** DATA FOR THIS TASK follows **

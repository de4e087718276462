use directories::ProjectDirs;
use serde::{Deserialize, Serialize};
use std::fs;
use std::path::{Path, PathBuf};

use crate::machine::SessionContext;

/// Minimum words-per-minute goal when the exercise sets none.
pub const DEFAULT_MINIMUM_WPM: f64 = 20.0;
/// Maximum tolerated error percentage when neither the exercise nor the
/// global settings set one.
pub const DEFAULT_ERRORS_COEFFICIENT: f64 = 2.0;

/// Global overlay for a per-exercise boolean. `Inherit` defers to the
/// exercise; the two forced values win over it unconditionally.
#[derive(Debug, Clone, Copy, Default, PartialEq, Eq, Serialize, Deserialize)]
#[serde(rename_all = "snake_case")]
pub enum TriState {
    #[default]
    Inherit,
    ForceOn,
    ForceOff,
}

impl TriState {
    /// Collapse against the per-exercise flag. An exercise that never set
    /// its flag counts as enabled.
    pub fn resolve(self, per_exercise: Option<bool>) -> bool {
        match self {
            TriState::ForceOn => true,
            TriState::ForceOff => false,
            TriState::Inherit => per_exercise.unwrap_or(true),
        }
    }
}

/// Process-wide settings, persisted as JSON.
#[derive(Debug, Clone, Default, PartialEq, Serialize, Deserialize)]
pub struct GlobalSettings {
    #[serde(default)]
    pub tutor_visibility: TriState,
    #[serde(default)]
    pub keyboard_visibility: TriState,
    /// Overrides every exercise's error tolerance when set.
    #[serde(default)]
    pub errors_coefficient_override: Option<f64>,
}

/// Per-exercise behavior after overlaying the global settings on the
/// session context. Computed on demand for the renderer; never stored.
#[derive(Debug, Clone, Copy, PartialEq)]
pub struct EffectiveSettings {
    pub tutor_active: bool,
    pub keyboard_visible: bool,
    pub errors_coefficient: f64,
    pub minimum_wpm: f64,
}

impl EffectiveSettings {
    pub fn resolve(global: &GlobalSettings, context: &SessionContext) -> Self {
        Self {
            tutor_active: global
                .tutor_visibility
                .resolve(context.tutor_active_for_exercise),
            keyboard_visible: global
                .keyboard_visibility
                .resolve(context.keyboard_visible_for_exercise),
            errors_coefficient: global
                .errors_coefficient_override
                .unwrap_or(context.errors_coefficient_percent),
            minimum_wpm: context.minimum_wpm,
        }
    }
}

pub trait SettingsStore {
    fn load(&self) -> GlobalSettings;
    fn save(&self, settings: &GlobalSettings) -> std::io::Result<()>;
}

#[derive(Debug, Clone)]
pub struct FileSettingsStore {
    path: PathBuf,
}

impl FileSettingsStore {
    #[allow(clippy::new_without_default)]
    pub fn new() -> Self {
        let path = if let Some(pd) = ProjectDirs::from("", "", "mecamatic") {
            pd.config_dir().join("settings.json")
        } else {
            PathBuf::from("mecamatic_settings.json")
        };
        Self { path }
    }

    pub fn with_path<P: AsRef<Path>>(p: P) -> Self {
        Self {
            path: p.as_ref().to_path_buf(),
        }
    }
}

impl Default for FileSettingsStore {
    fn default() -> Self {
        Self::new()
    }
}

impl SettingsStore for FileSettingsStore {
    fn load(&self) -> GlobalSettings {
        if let Ok(bytes) = fs::read(&self.path) {
            if let Ok(settings) = serde_json::from_slice::<GlobalSettings>(&bytes) {
                return settings;
            }
        }
        GlobalSettings::default()
    }

    fn save(&self, settings: &GlobalSettings) -> std::io::Result<()> {
        if let Some(parent) = self.path.parent() {
            fs::create_dir_all(parent)?;
        }
        let data = serde_json::to_vec_pretty(settings).unwrap_or_default();
        fs::write(&self.path, data)
    }
}

#[cfg(test)]
mod tests {
    use super::*;
    use tempfile::tempdir;

    #[test]
    fn tri_state_resolution() {
        assert!(TriState::ForceOn.resolve(Some(false)));
        assert!(TriState::ForceOn.resolve(None));
        assert!(!TriState::ForceOff.resolve(Some(true)));
        assert!(!TriState::ForceOff.resolve(None));
        assert!(TriState::Inherit.resolve(Some(true)));
        assert!(!TriState::Inherit.resolve(Some(false)));
        // Unset per-exercise flag defaults to enabled
        assert!(TriState::Inherit.resolve(None));
    }

    #[test]
    fn effective_settings_inherit_from_context() {
        let context = SessionContext {
            tutor_active_for_exercise: Some(false),
            keyboard_visible_for_exercise: Some(true),
            errors_coefficient_percent: 1.5,
            minimum_wpm: 30.0,
            ..SessionContext::default()
        };
        let effective = EffectiveSettings::resolve(&GlobalSettings::default(), &context);
        assert!(!effective.tutor_active);
        assert!(effective.keyboard_visible);
        assert_eq!(effective.errors_coefficient, 1.5);
        assert_eq!(effective.minimum_wpm, 30.0);
    }

    #[test]
    fn global_overrides_win_over_exercise_values() {
        let context = SessionContext {
            tutor_active_for_exercise: Some(false),
            keyboard_visible_for_exercise: Some(true),
            errors_coefficient_percent: 1.5,
            ..SessionContext::default()
        };
        let global = GlobalSettings {
            tutor_visibility: TriState::ForceOn,
            keyboard_visibility: TriState::ForceOff,
            errors_coefficient_override: Some(5.0),
        };
        let effective = EffectiveSettings::resolve(&global, &context);
        assert!(effective.tutor_active);
        assert!(!effective.keyboard_visible);
        assert_eq!(effective.errors_coefficient, 5.0);
    }

    #[test]
    fn defaults_apply_before_any_selection() {
        let effective =
            EffectiveSettings::resolve(&GlobalSettings::default(), &SessionContext::default());
        assert!(effective.tutor_active);
        assert!(effective.keyboard_visible);
        assert_eq!(effective.errors_coefficient, DEFAULT_ERRORS_COEFFICIENT);
        assert_eq!(effective.minimum_wpm, DEFAULT_MINIMUM_WPM);
    }

    #[test]
    fn roundtrip_default_settings() {
        let dir = tempdir().unwrap();
        let path = dir.path().join("settings.json");
        let store = FileSettingsStore::with_path(&path);
        let settings = GlobalSettings::default();
        store.save(&settings).unwrap();
        assert_eq!(store.load(), settings);
    }

    #[test]
    fn save_and_load_custom_settings() {
        let dir = tempdir().unwrap();
        let path = dir.path().join("settings.json");
        let store = FileSettingsStore::with_path(&path);
        let settings = GlobalSettings {
            tutor_visibility: TriState::ForceOff,
            keyboard_visibility: TriState::ForceOn,
            errors_coefficient_override: Some(3.0),
        };
        store.save(&settings).unwrap();
        assert_eq!(store.load(), settings);
    }

    #[test]
    fn missing_or_invalid_file_falls_back_to_defaults() {
        let dir = tempdir().unwrap();
        let path = dir.path().join("settings.json");
        let store = FileSettingsStore::with_path(&path);
        assert_eq!(store.load(), GlobalSettings::default());

        fs::write(&path, b"not json").unwrap();
        assert_eq!(store.load(), GlobalSettings::default());
    }
}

** End of DATA FOR THIS TASK **

#### PROMPT
Among the entries above, which lines include "PathBuf"? List them all.

#### SOLUTION TO THE EXERCISE
use std::path::{Path, PathBuf};
    path: PathBuf,
            PathBuf::from("mecamatic_settings.json")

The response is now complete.